An ongoing project is developing complete station instrument histories by examining time series of sensitive variables that tend to amplify instrument differences. These variables are mostly moisture-related and show a very high degree of consistency for the same instrument type, with smooth variations with pressure level, season, and climatic environment of different regions. Signatures of specific instrument types are first developed using well-documented stations. Discontinuities involving interrelated variables indicate instrument changes and are so consistent that in many cases an instrument change can be identified to the exact observation. Similar signals are seen at stations with no (or erroneous) documentation, allowing the development of complete instrument histories with only minor uncertainties.
Histories constructed so far show that no station is homogeneous for a long period. In many countries, it is typical for the same station to use multiple instrument types for long periods, with dozens or hundreds of alternations. For example, in Russia, many stations used 4 to 7 instrument models from 2007 to 2009, and past transitions have typically involved varying mixes of 2 instrument types, often for several years.

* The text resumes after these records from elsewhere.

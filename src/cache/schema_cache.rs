//! TTL cache for introspected database schemas.
//!
//! Schema introspection runs a dozen catalog queries per table, so results
//! are cached per database and reused until the TTL lapses. Stale entries are
//! evicted lazily on read. An optional background task re-introspects every
//! cached database on a fixed interval; stopping it wakes the sleep and waits
//! for the task, so no refresh can race shutdown.

use std::collections::HashMap;
use std::sync::atomic::{AtomicBool, Ordering};
use std::sync::Arc;
use std::time::{Duration, Instant};

use parking_lot::{Mutex, RwLock};
use serde::Serialize;
use tokio::sync::Notify;
use tokio::task::JoinHandle;

use crate::config::CacheConfig;
use crate::db::SchemaLoader;
use crate::error::GatewayResult;
use crate::models::DatabaseSchema;

#[derive(Debug, Clone)]
struct CacheEntry {
    schema: Arc<DatabaseSchema>,
    loaded_at: Instant,
}

/// Serializable cache state for the stats endpoint.
#[derive(Debug, Clone, Serialize)]
pub struct SchemaCacheSnapshot {
    pub enabled: bool,
    pub ttl_seconds: u64,
    /// Database name -> seconds since its schema was loaded.
    pub entry_ages: HashMap<String, u64>,
}

/// Per-database schema cache with TTL expiry and optional auto-refresh.
pub struct SchemaCache {
    enabled: bool,
    ttl: Duration,
    entries: RwLock<HashMap<String, CacheEntry>>,
    refresh_handle: Mutex<Option<JoinHandle<()>>>,
    stop_requested: Arc<AtomicBool>,
    stop_signal: Arc<Notify>,
}

impl SchemaCache {
    pub fn new(config: &CacheConfig) -> Self {
        Self::with_ttl(config.enabled, config.ttl())
    }

    fn with_ttl(enabled: bool, ttl: Duration) -> Self {
        Self {
            enabled,
            ttl,
            entries: RwLock::new(HashMap::new()),
            refresh_handle: Mutex::new(None),
            stop_requested: Arc::new(AtomicBool::new(false)),
            stop_signal: Arc::new(Notify::new()),
        }
    }

    /// Returns the cached schema if present and fresh. A stale entry is
    /// evicted and reported as a miss.
    pub fn get(&self, database: &str) -> Option<Arc<DatabaseSchema>> {
        if !self.enabled {
            return None;
        }

        {
            let entries = self.entries.read();
            match entries.get(database) {
                Some(entry) if entry.loaded_at.elapsed() < self.ttl => {
                    return Some(Arc::clone(&entry.schema));
                }
                Some(_) => {}
                None => return None,
            }
        }

        // Entry was stale; re-check under the write lock in case a refresh
        // replaced it between the two lock acquisitions.
        let mut entries = self.entries.write();
        if let Some(entry) = entries.get(database) {
            if entry.loaded_at.elapsed() < self.ttl {
                return Some(Arc::clone(&entry.schema));
            }
            tracing::debug!(database = %database, "evicting expired schema cache entry");
            entries.remove(database);
        }
        None
    }

    /// Introspects `database` through `loader` and caches the result.
    ///
    /// The fresh schema is returned even when caching is disabled, so the
    /// cache degrades to a pass-through.
    pub async fn load(
        &self,
        database: &str,
        loader: &dyn SchemaLoader,
    ) -> GatewayResult<Arc<DatabaseSchema>> {
        let schema = Arc::new(loader.load_schema(database).await?);
        if self.enabled {
            self.entries.write().insert(
                database.to_string(),
                CacheEntry {
                    schema: Arc::clone(&schema),
                    loaded_at: Instant::now(),
                },
            );
            tracing::debug!(
                database = %database,
                tables = schema.tables.len(),
                "schema cached"
            );
        }
        Ok(schema)
    }

    /// Forces re-introspection of `database`, replacing any cached entry.
    pub async fn refresh(
        &self,
        database: &str,
        loader: &dyn SchemaLoader,
    ) -> GatewayResult<Arc<DatabaseSchema>> {
        self.load(database, loader).await
    }

    /// Evicts one database, or everything when `database` is `None`.
    pub fn clear(&self, database: Option<&str>) {
        let mut entries = self.entries.write();
        match database {
            Some(name) => {
                entries.remove(name);
            }
            None => entries.clear(),
        }
    }

    /// Seconds since the entry was loaded, regardless of freshness.
    pub fn age(&self, database: &str) -> Option<Duration> {
        self.entries
            .read()
            .get(database)
            .map(|entry| entry.loaded_at.elapsed())
    }

    /// Names of every currently cached database.
    pub fn cached_databases(&self) -> Vec<String> {
        self.entries.read().keys().cloned().collect()
    }

    pub fn snapshot(&self) -> SchemaCacheSnapshot {
        let entry_ages = self
            .entries
            .read()
            .iter()
            .map(|(name, entry)| (name.clone(), entry.loaded_at.elapsed().as_secs()))
            .collect();
        SchemaCacheSnapshot {
            enabled: self.enabled,
            ttl_seconds: self.ttl.as_secs(),
            entry_ages,
        }
    }

    /// Spawns the background refresh loop.
    ///
    /// Every `interval`, each currently cached database whose name appears
    /// in `loaders` is re-introspected. One database's failure is logged and
    /// does not affect the others or stop the loop. A previous loop, if any,
    /// keeps running; call [`stop_auto_refresh`](Self::stop_auto_refresh)
    /// first to replace it.
    pub fn start_auto_refresh(
        self: &Arc<Self>,
        interval: Duration,
        loaders: HashMap<String, Arc<dyn SchemaLoader>>,
    ) {
        self.stop_requested.store(false, Ordering::SeqCst);
        let cache = Arc::clone(self);
        let stop_requested = Arc::clone(&self.stop_requested);
        let stop_signal = Arc::clone(&self.stop_signal);

        let handle = tokio::spawn(async move {
            tracing::info!(
                interval_secs = interval.as_secs_f64(),
                databases = loaders.len(),
                "schema auto-refresh loop started"
            );
            loop {
                tokio::select! {
                    () = stop_signal.notified() => break,
                    () = tokio::time::sleep(interval) => {}
                }
                if stop_requested.load(Ordering::SeqCst) {
                    break;
                }

                for database in cache.cached_databases() {
                    let Some(loader) = loaders.get(&database) else {
                        continue;
                    };
                    match cache.refresh(&database, loader.as_ref()).await {
                        Ok(schema) => tracing::debug!(
                            database = %database,
                            tables = schema.tables.len(),
                            "schema auto-refreshed"
                        ),
                        Err(err) => tracing::warn!(
                            database = %database,
                            error = %err,
                            "schema auto-refresh failed, keeping previous entry"
                        ),
                    }
                }
            }
            tracing::info!("schema auto-refresh loop stopped");
        });

        *self.refresh_handle.lock() = Some(handle);
    }

    /// Stops the refresh loop and waits for it to finish.
    ///
    /// The stop both wakes an in-progress sleep and is awaited, so no
    /// refresh runs after this returns. A no-op when the loop never started.
    pub async fn stop_auto_refresh(&self) {
        let handle = self.refresh_handle.lock().take();
        if let Some(handle) = handle {
            self.stop_requested.store(true, Ordering::SeqCst);
            self.stop_signal.notify_one();
            if let Err(err) = handle.await {
                tracing::warn!(error = %err, "schema auto-refresh task panicked");
            }
        }
    }
}

impl std::fmt::Debug for SchemaCache {
    fn fmt(&self, f: &mut std::fmt::Formatter<'_>) -> std::fmt::Result {
        f.debug_struct("SchemaCache")
            .field("enabled", &self.enabled)
            .field("ttl", &self.ttl)
            .field("entries", &self.entries.read().len())
            .finish_non_exhaustive()
    }
}

#[cfg(test)]
mod tests {
    use super::*;
    use async_trait::async_trait;
    use std::sync::atomic::AtomicUsize;

    /// Loader that counts calls and hands out empty schemas.
    struct CountingLoader {
        calls: AtomicUsize,
        fail: bool,
    }

    impl CountingLoader {
        fn new() -> Self {
            Self {
                calls: AtomicUsize::new(0),
                fail: false,
            }
        }

        fn failing() -> Self {
            Self {
                calls: AtomicUsize::new(0),
                fail: true,
            }
        }

        fn calls(&self) -> usize {
            self.calls.load(Ordering::SeqCst)
        }
    }

    #[async_trait]
    impl SchemaLoader for CountingLoader {
        async fn load_schema(&self, database: &str) -> GatewayResult<DatabaseSchema> {
            self.calls.fetch_add(1, Ordering::SeqCst);
            if self.fail {
                return Err(crate::error::GatewayError::schema_load_error(
                    "introspection failed",
                ));
            }
            Ok(DatabaseSchema {
                database_name: database.to_string(),
                tables: Vec::new(),
                enum_types: Vec::new(),
                version: None,
            })
        }
    }

    fn cache(ttl: Duration) -> SchemaCache {
        SchemaCache::with_ttl(true, ttl)
    }

    #[tokio::test]
    async fn load_then_get_hits() {
        let cache = cache(Duration::from_secs(60));
        let loader = CountingLoader::new();

        assert!(cache.get("shop").is_none());
        let loaded = cache.load("shop", &loader).await.unwrap();
        assert_eq!(loaded.database_name, "shop");

        let hit = cache.get("shop").unwrap();
        assert_eq!(hit.database_name, "shop");
        assert_eq!(loader.calls(), 1);
    }

    #[tokio::test]
    async fn expired_entry_is_evicted_on_read() {
        let cache = cache(Duration::from_millis(20));
        let loader = CountingLoader::new();
        cache.load("shop", &loader).await.unwrap();
        assert!(cache.get("shop").is_some());

        tokio::time::sleep(Duration::from_millis(30)).await;
        assert!(cache.get("shop").is_none());
        // The eviction removed the entry entirely.
        assert!(cache.age("shop").is_none());
        assert!(cache.cached_databases().is_empty());
    }

    #[tokio::test]
    async fn disabled_cache_is_pass_through() {
        let cache = SchemaCache::with_ttl(false, Duration::from_secs(60));
        let loader = CountingLoader::new();

        let loaded = cache.load("shop", &loader).await.unwrap();
        assert_eq!(loaded.database_name, "shop");
        // Nothing was stored, so every get misses.
        assert!(cache.get("shop").is_none());
        assert!(cache.cached_databases().is_empty());
    }

    #[tokio::test]
    async fn load_failure_propagates_and_keeps_old_entry() {
        let cache = cache(Duration::from_secs(60));
        let good = CountingLoader::new();
        let bad = CountingLoader::failing();

        cache.load("shop", &good).await.unwrap();
        let err = cache.refresh("shop", &bad).await.unwrap_err();
        assert_eq!(err.code, crate::error::ErrorCode::SchemaLoadError);
        assert!(cache.get("shop").is_some());
    }

    #[tokio::test]
    async fn clear_evicts_one_or_all() {
        let cache = cache(Duration::from_secs(60));
        let loader = CountingLoader::new();
        cache.load("shop", &loader).await.unwrap();
        cache.load("analytics", &loader).await.unwrap();

        cache.clear(Some("shop"));
        assert!(cache.get("shop").is_none());
        assert!(cache.get("analytics").is_some());

        cache.clear(None);
        assert!(cache.get("analytics").is_none());
    }

    #[tokio::test]
    async fn age_reports_entry_age() {
        let cache = cache(Duration::from_secs(60));
        let loader = CountingLoader::new();
        cache.load("shop", &loader).await.unwrap();

        let age = cache.age("shop").unwrap();
        assert!(age < Duration::from_secs(1));
        assert!(cache.age("missing").is_none());

        let snap = cache.snapshot();
        assert!(snap.enabled);
        assert_eq!(snap.ttl_seconds, 60);
        assert_eq!(snap.entry_ages.len(), 1);
    }

    #[tokio::test]
    async fn auto_refresh_reloads_cached_databases() {
        let cache = Arc::new(cache(Duration::from_secs(60)));
        let loader = Arc::new(CountingLoader::new());
        cache.load("shop", loader.as_ref()).await.unwrap();
        assert_eq!(loader.calls(), 1);

        let mut loaders: HashMap<String, Arc<dyn SchemaLoader>> = HashMap::new();
        loaders.insert("shop".to_string(), Arc::clone(&loader) as Arc<dyn SchemaLoader>);
        cache.start_auto_refresh(Duration::from_millis(20), loaders);

        tokio::time::sleep(Duration::from_millis(70)).await;
        cache.stop_auto_refresh().await;
        assert!(loader.calls() >= 2);

        // No refresh may run after the stop returns.
        let calls_after_stop = loader.calls();
        tokio::time::sleep(Duration::from_millis(50)).await;
        assert_eq!(loader.calls(), calls_after_stop);
    }

    #[tokio::test]
    async fn auto_refresh_survives_loader_failures() {
        let cache = Arc::new(cache(Duration::from_secs(60)));
        let good = Arc::new(CountingLoader::new());
        let bad = Arc::new(CountingLoader::failing());
        cache.load("shop", good.as_ref()).await.unwrap();
        cache.load("broken", good.as_ref()).await.unwrap();

        let mut loaders: HashMap<String, Arc<dyn SchemaLoader>> = HashMap::new();
        loaders.insert("shop".to_string(), Arc::clone(&good) as Arc<dyn SchemaLoader>);
        loaders.insert("broken".to_string(), Arc::clone(&bad) as Arc<dyn SchemaLoader>);
        cache.start_auto_refresh(Duration::from_millis(20), loaders);

        tokio::time::sleep(Duration::from_millis(70)).await;
        cache.stop_auto_refresh().await;

        // The failing database kept failing without stopping the loop.
        assert!(bad.calls() >= 2);
        assert!(good.calls() >= 3);
        assert!(cache.get("shop").is_some());
    }

    #[tokio::test]
    async fn stop_without_start_is_a_noop() {
        let cache = cache(Duration::from_secs(60));
        cache.stop_auto_refresh().await;
    }
}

This project proposes to develop instrument type adjustments, rather than separate adjustments for each station, using "histogram matching." To adjust each instrument type to be statistically equivalent to a chosen "reference" instrument type, the cumulative probability distributions of a variable are developed using carefully matched circumstances (such as stratification by pressure layer and sun angle) for each instrument type. To adjust an instrument to be equivalent to the reference, when the percentile (cumulative probability) of a data value (such as temperature at a pressure level) is determined, the adjustment is simply to substitute the data value at the same percentile for the reference instrument for the reported value.
The main implications of complex station histories for adjustment methods developed by other researchers are that (1) With frequent instrument changes, adjustments based on before and after each transition will probably remove a large portion of the true trend, (2) Change points are often blurred because many transitions are not a change from instrument type exclusively to another, and (3) Automated methods to detect undocumented change points probably have many false detections or omissions of change points or detections at the wrong time, resulting in incorrect estimates of the magnitudes of discontinuities. However, any method should benefit from being applied with better knowledge of station histories. If a method identifies a change point that this study has not detected, the change point needs to be further examined to determine if it is a station radiosonde change, but if the change points identified by that method agree with the instrument changes developed here, confidence in the instrument histories is increased.